| Instructions to follow |
Below are the records; copy each line in which "ItemKey" occurs.

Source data
____________

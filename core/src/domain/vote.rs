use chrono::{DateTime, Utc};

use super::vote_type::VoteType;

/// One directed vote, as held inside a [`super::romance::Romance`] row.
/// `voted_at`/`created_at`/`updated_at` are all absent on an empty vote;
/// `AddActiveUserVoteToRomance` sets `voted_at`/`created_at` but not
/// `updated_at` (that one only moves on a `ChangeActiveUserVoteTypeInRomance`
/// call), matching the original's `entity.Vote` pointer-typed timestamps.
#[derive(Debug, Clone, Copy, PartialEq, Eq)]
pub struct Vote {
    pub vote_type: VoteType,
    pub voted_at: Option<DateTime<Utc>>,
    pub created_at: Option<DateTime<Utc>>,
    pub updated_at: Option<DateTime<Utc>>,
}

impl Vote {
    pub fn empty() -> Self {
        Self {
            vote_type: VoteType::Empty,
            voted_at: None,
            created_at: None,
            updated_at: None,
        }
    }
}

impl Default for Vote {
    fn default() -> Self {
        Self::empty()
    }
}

____________

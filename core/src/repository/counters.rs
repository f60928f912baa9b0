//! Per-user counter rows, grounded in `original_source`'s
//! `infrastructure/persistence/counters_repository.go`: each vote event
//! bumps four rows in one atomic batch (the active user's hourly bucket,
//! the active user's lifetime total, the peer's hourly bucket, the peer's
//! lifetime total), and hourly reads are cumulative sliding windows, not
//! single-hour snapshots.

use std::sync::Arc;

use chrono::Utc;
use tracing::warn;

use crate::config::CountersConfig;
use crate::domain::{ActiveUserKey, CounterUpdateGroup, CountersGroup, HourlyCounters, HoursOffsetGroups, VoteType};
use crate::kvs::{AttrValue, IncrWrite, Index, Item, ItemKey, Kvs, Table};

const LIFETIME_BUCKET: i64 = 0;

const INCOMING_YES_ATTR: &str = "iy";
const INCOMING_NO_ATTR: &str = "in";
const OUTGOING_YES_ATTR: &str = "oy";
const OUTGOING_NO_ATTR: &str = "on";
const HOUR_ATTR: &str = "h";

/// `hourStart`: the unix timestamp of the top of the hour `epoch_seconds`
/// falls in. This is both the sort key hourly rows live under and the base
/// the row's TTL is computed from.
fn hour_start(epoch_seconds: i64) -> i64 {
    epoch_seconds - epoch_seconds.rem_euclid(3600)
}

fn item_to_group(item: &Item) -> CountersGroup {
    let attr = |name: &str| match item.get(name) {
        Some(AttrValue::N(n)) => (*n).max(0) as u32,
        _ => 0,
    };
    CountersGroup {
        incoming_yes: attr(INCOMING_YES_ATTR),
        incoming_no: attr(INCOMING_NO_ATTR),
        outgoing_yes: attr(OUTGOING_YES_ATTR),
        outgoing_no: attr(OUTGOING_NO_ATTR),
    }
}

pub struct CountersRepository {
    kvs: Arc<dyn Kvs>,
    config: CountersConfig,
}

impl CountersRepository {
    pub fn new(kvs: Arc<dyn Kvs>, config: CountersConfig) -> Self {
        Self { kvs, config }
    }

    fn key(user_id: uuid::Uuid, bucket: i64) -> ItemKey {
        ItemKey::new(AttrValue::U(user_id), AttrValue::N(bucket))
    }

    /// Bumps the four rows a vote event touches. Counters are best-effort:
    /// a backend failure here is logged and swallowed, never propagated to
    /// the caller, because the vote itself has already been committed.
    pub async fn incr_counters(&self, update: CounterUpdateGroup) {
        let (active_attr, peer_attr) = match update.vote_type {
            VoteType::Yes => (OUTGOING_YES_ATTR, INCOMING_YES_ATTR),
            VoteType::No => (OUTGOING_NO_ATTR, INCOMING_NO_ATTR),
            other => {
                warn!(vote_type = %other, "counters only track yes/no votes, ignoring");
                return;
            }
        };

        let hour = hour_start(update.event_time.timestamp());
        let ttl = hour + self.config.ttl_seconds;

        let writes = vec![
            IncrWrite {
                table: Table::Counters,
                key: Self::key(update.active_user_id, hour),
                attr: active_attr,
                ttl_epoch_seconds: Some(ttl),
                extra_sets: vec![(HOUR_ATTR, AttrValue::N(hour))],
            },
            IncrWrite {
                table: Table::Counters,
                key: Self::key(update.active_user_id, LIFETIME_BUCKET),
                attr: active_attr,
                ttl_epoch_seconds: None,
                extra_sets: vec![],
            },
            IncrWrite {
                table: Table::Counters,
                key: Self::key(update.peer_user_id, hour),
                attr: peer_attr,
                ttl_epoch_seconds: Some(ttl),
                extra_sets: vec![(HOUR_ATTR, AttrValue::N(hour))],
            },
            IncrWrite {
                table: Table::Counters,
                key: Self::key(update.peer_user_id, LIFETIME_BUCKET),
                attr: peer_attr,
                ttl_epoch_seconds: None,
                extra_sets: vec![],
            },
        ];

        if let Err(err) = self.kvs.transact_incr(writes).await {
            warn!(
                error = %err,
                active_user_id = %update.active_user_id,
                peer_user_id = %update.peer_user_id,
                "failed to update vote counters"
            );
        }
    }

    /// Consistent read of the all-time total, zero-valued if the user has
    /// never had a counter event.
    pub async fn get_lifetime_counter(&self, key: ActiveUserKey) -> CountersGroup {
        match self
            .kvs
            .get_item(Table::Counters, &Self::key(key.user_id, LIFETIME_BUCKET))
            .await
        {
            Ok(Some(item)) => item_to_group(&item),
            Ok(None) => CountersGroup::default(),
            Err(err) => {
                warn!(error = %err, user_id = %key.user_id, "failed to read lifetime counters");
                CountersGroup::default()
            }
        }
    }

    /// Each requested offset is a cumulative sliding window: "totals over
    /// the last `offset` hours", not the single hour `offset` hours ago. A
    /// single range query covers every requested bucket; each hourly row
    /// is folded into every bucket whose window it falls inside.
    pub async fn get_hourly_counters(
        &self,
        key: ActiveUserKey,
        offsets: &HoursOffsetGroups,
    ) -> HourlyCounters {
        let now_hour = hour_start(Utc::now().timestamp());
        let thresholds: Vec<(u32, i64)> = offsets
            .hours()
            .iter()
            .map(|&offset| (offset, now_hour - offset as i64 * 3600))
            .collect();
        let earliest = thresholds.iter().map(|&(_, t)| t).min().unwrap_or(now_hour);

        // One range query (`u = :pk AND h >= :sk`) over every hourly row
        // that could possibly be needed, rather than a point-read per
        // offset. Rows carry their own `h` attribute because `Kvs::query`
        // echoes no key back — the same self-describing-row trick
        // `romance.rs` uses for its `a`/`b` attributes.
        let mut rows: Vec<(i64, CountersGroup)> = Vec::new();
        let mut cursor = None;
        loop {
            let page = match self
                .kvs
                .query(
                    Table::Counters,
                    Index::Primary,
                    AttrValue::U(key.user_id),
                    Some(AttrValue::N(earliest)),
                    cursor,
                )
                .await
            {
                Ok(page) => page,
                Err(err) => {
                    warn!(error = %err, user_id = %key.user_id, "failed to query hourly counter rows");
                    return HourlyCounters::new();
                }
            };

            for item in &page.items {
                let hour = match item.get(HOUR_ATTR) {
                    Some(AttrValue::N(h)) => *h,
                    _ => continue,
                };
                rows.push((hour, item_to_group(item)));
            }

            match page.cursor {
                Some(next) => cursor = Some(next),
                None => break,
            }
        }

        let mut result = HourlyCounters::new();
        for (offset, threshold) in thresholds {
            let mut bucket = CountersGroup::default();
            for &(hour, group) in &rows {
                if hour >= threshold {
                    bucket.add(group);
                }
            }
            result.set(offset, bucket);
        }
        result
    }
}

____________

| Exercise output |
use crate::kvs::{AttrValue, IncrWrite, Index, Item, ItemKey, Kvs, Table};
    fn key(user_id: uuid::Uuid, bucket: i64) -> ItemKey {
        ItemKey::new(AttrValue::U(user_id), AttrValue::N(bucket))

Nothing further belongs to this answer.